Problem to solve ▸ Look below for lines that hold the string "thread" and copy each one.

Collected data
┄┄┄┄┄┄┄┄┄┄┄┄┄┄┄┄┄┄┄┄

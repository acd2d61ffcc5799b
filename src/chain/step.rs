//! # Async Steps
//!
//! A step is a unit of work that delivers its result by resuming a
//! [`Continuation`] instead of returning it. The base cases live here:
//! [`Terminal`] resolves synchronously with a fixed value, [`ApiCall`]
//! offloads one unit of provider work and resumes from wherever that work
//! completes. Composition is the combinator module's job.

use std::sync::Arc;

use futures::FutureExt;
use thiserror::Error;
use tracing::{debug, trace};

use crate::{
    cancellation::CancelToken,
    continuation::Continuation,
    provider::{AsyncApi, Spawner},
};

/// Errors delivered through a chain's continuations.
///
/// Failures travel as values inside the continuation argument, never by
/// unwinding: a chain may complete on another thread, where a panic would be
/// lost.
#[derive(Debug, Clone, PartialEq, Error)]
pub enum ChainError {
    #[error("api call failed: {message}")]
    ApiCall { message: String },

    #[error("internal chain error: {0}")]
    Internal(String),
}

impl ChainError {
    pub fn api_call<S: Into<String>>(message: S) -> Self {
        ChainError::ApiCall {
            message: message.into(),
        }
    }

    pub fn internal<S: Into<String>>(message: S) -> Self {
        ChainError::Internal(message.into())
    }
}

pub type ChainResult<T> = Result<T, ChainError>;

/// Shared environment for the steps of one chain: where units of work run,
/// what one unit is, and the chain's cancellation flag.
pub struct ChainContext {
    pub spawner: Arc<dyn Spawner>,
    pub api: Arc<dyn AsyncApi>,
    pub cancel: CancelToken,
}

impl ChainContext {
    pub fn new(spawner: Arc<dyn Spawner>, api: Arc<dyn AsyncApi>) -> Self {
        Self {
            spawner,
            api,
            cancel: CancelToken::new(),
        }
    }

    pub fn with_cancel(
        spawner: Arc<dyn Spawner>,
        api: Arc<dyn AsyncApi>,
        cancel: CancelToken,
    ) -> Self {
        Self {
            spawner,
            api,
            cancel,
        }
    }
}

/// A composable unit of asynchronous work.
///
/// `drive` consumes the step (`Box<Self>`), so a step instance is driven at
/// most once; constructing a chain is cheap and synchronous, driving it is
/// what starts the work. The continuation is resumed exactly once, after any
/// wrapped asynchronous side effect completes (possibly on a different
/// thread than the caller's), unless the chain is cancelled first, in which
/// case it is abandoned.
pub trait Step<A: Send + 'static>: Send {
    fn drive(self: Box<Self>, k: Continuation<A>);
}

pub type BoxStep<A> = Box<dyn Step<A>>;

/// Resolves immediately with a fixed value, on the calling thread.
///
/// Ends a chain, or injects a known value mid-chain. No side effects beyond
/// resuming the continuation.
pub struct Terminal<A> {
    value: A,
}

impl<A: Send + 'static> Terminal<A> {
    pub fn new(value: A) -> Self {
        Self { value }
    }

    pub fn boxed(value: A) -> BoxStep<A> {
        Box::new(Self::new(value))
    }
}

impl<A: Send + 'static> Step<A> for Terminal<A> {
    fn drive(self: Box<Self>, k: Continuation<A>) {
        k.resume(Ok(self.value));
    }
}

type Operation<A> = Box<dyn FnOnce() -> ChainResult<A> + Send>;

/// Starts one unit of external asynchronous work and resumes the
/// continuation from wherever that work completes.
///
/// `drive` submits the unit to the chain's spawner and returns immediately;
/// the caller must not assume same-thread continuation. When the provider
/// unit fails, the operation is skipped and the failure is delivered
/// instead. When the chain's cancel token is already set, no work is issued
/// and the continuation is abandoned, never to be invoked.
pub struct ApiCall<A> {
    context: Arc<ChainContext>,
    operation: Operation<A>,
}

impl<A: Send + 'static> ApiCall<A> {
    pub fn new(
        context: Arc<ChainContext>,
        operation: impl FnOnce() -> ChainResult<A> + Send + 'static,
    ) -> Self {
        Self {
            context,
            operation: Box::new(operation),
        }
    }

    pub fn boxed(
        context: Arc<ChainContext>,
        operation: impl FnOnce() -> ChainResult<A> + Send + 'static,
    ) -> BoxStep<A> {
        Box::new(Self::new(context, operation))
    }
}

impl<A: Send + 'static> Step<A> for ApiCall<A> {
    fn drive(self: Box<Self>, k: Continuation<A>) {
        if self.context.cancel.is_cancelled() {
            debug!("api call skipped: chain cancelled");
            k.abandon();
            return;
        }

        let api = self.context.api.clone();
        let operation = self.operation;
        trace!(api = api.name(), "issuing api call unit");

        self.context.spawner.spawn_unit(
            async move {
                match api.unit().await {
                    Ok(()) => k.resume(operation()),
                    Err(e) => k.resume(Err(e)),
                }
            }
            .boxed(),
        );
    }
}

#[cfg(test)]
mod tests {
    use std::sync::{Arc, Mutex};

    use async_trait::async_trait;

    use super::*;
    use crate::provider::{
        api::MockAsyncApi, spawner::MockSpawner, InlineSpawner, InstantApi,
    };

    // テスト用のセットアップ関数
    fn inline_context() -> Arc<ChainContext> {
        Arc::new(ChainContext::new(
            Arc::new(InlineSpawner),
            Arc::new(InstantApi),
        ))
    }

    fn capture<A: Send + 'static>() -> (
        Arc<Mutex<Option<ChainResult<A>>>>,
        Continuation<A>,
    ) {
        let slot = Arc::new(Mutex::new(None));
        let sink = slot.clone();
        let k = Continuation::new(move |outcome| {
            *sink.lock().unwrap() = Some(outcome);
        });
        (slot, k)
    }

    /// Api whose unit always reports failure.
    struct FailingApi;

    #[async_trait]
    impl AsyncApi for FailingApi {
        async fn unit(&self) -> ChainResult<()> {
            Err(ChainError::api_call("unit failed"))
        }

        fn name(&self) -> &str {
            "failing"
        }
    }

    #[test]
    fn test_terminal_resolves_synchronously() {
        let (slot, k) = capture::<i64>();

        Terminal::boxed(42).drive(k);

        assert_eq!(*slot.lock().unwrap(), Some(Ok(42)));
    }

    #[test]
    fn test_api_call_delivers_operation_payload() {
        let (slot, k) = capture::<String>();

        ApiCall::boxed(inline_context(), || Ok("Data from async".to_string())).drive(k);

        assert_eq!(
            *slot.lock().unwrap(),
            Some(Ok("Data from async".to_string()))
        );
    }

    #[test]
    fn test_api_call_unit_failure_skips_operation() {
        let context = Arc::new(ChainContext::new(
            Arc::new(InlineSpawner),
            Arc::new(FailingApi),
        ));
        let (slot, k) = capture::<String>();

        ApiCall::boxed(context, || {
            panic!("operation must not run after a failed unit")
        })
        .drive(k);

        assert_eq!(
            *slot.lock().unwrap(),
            Some(Err(ChainError::api_call("unit failed")))
        );
    }

    #[test]
    fn test_cancelled_api_call_issues_no_work() {
        let mut spawner = MockSpawner::new();
        spawner.expect_spawn_unit().times(0);

        let context = Arc::new(ChainContext::new(
            Arc::new(spawner),
            Arc::new(InstantApi),
        ));
        context.cancel.cancel();

        let (slot, k) = capture::<i64>();
        ApiCall::boxed(context, || Ok(1)).drive(k);

        // 継続は破棄され、一度も呼ばれない
        assert_eq!(*slot.lock().unwrap(), None);
    }

    #[test]
    fn test_mock_api_unit_drives_operation() {
        let mut api = MockAsyncApi::new();
        api.expect_unit().times(1).returning(|| Ok(()));
        api.expect_name().return_const("mock".to_string());

        let context = Arc::new(ChainContext::new(
            Arc::new(InlineSpawner),
            Arc::new(api),
        ));
        let (slot, k) = capture::<i64>();

        ApiCall::boxed(context, || Ok(9)).drive(k);

        assert_eq!(*slot.lock().unwrap(), Some(Ok(9)));
    }
}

┄┄┄┄┄┄┄┄┄┄┄┄┄┄┄┄┄┄┄┄

Task answer ▸
/// unwinding: a chain may complete on another thread, where a panic would be
/// thread than the caller's), unless the chain is cancelled first, in which
/// Resolves immediately with a fixed value, on the calling thread.
/// the caller must not assume same-thread continuation. When the provider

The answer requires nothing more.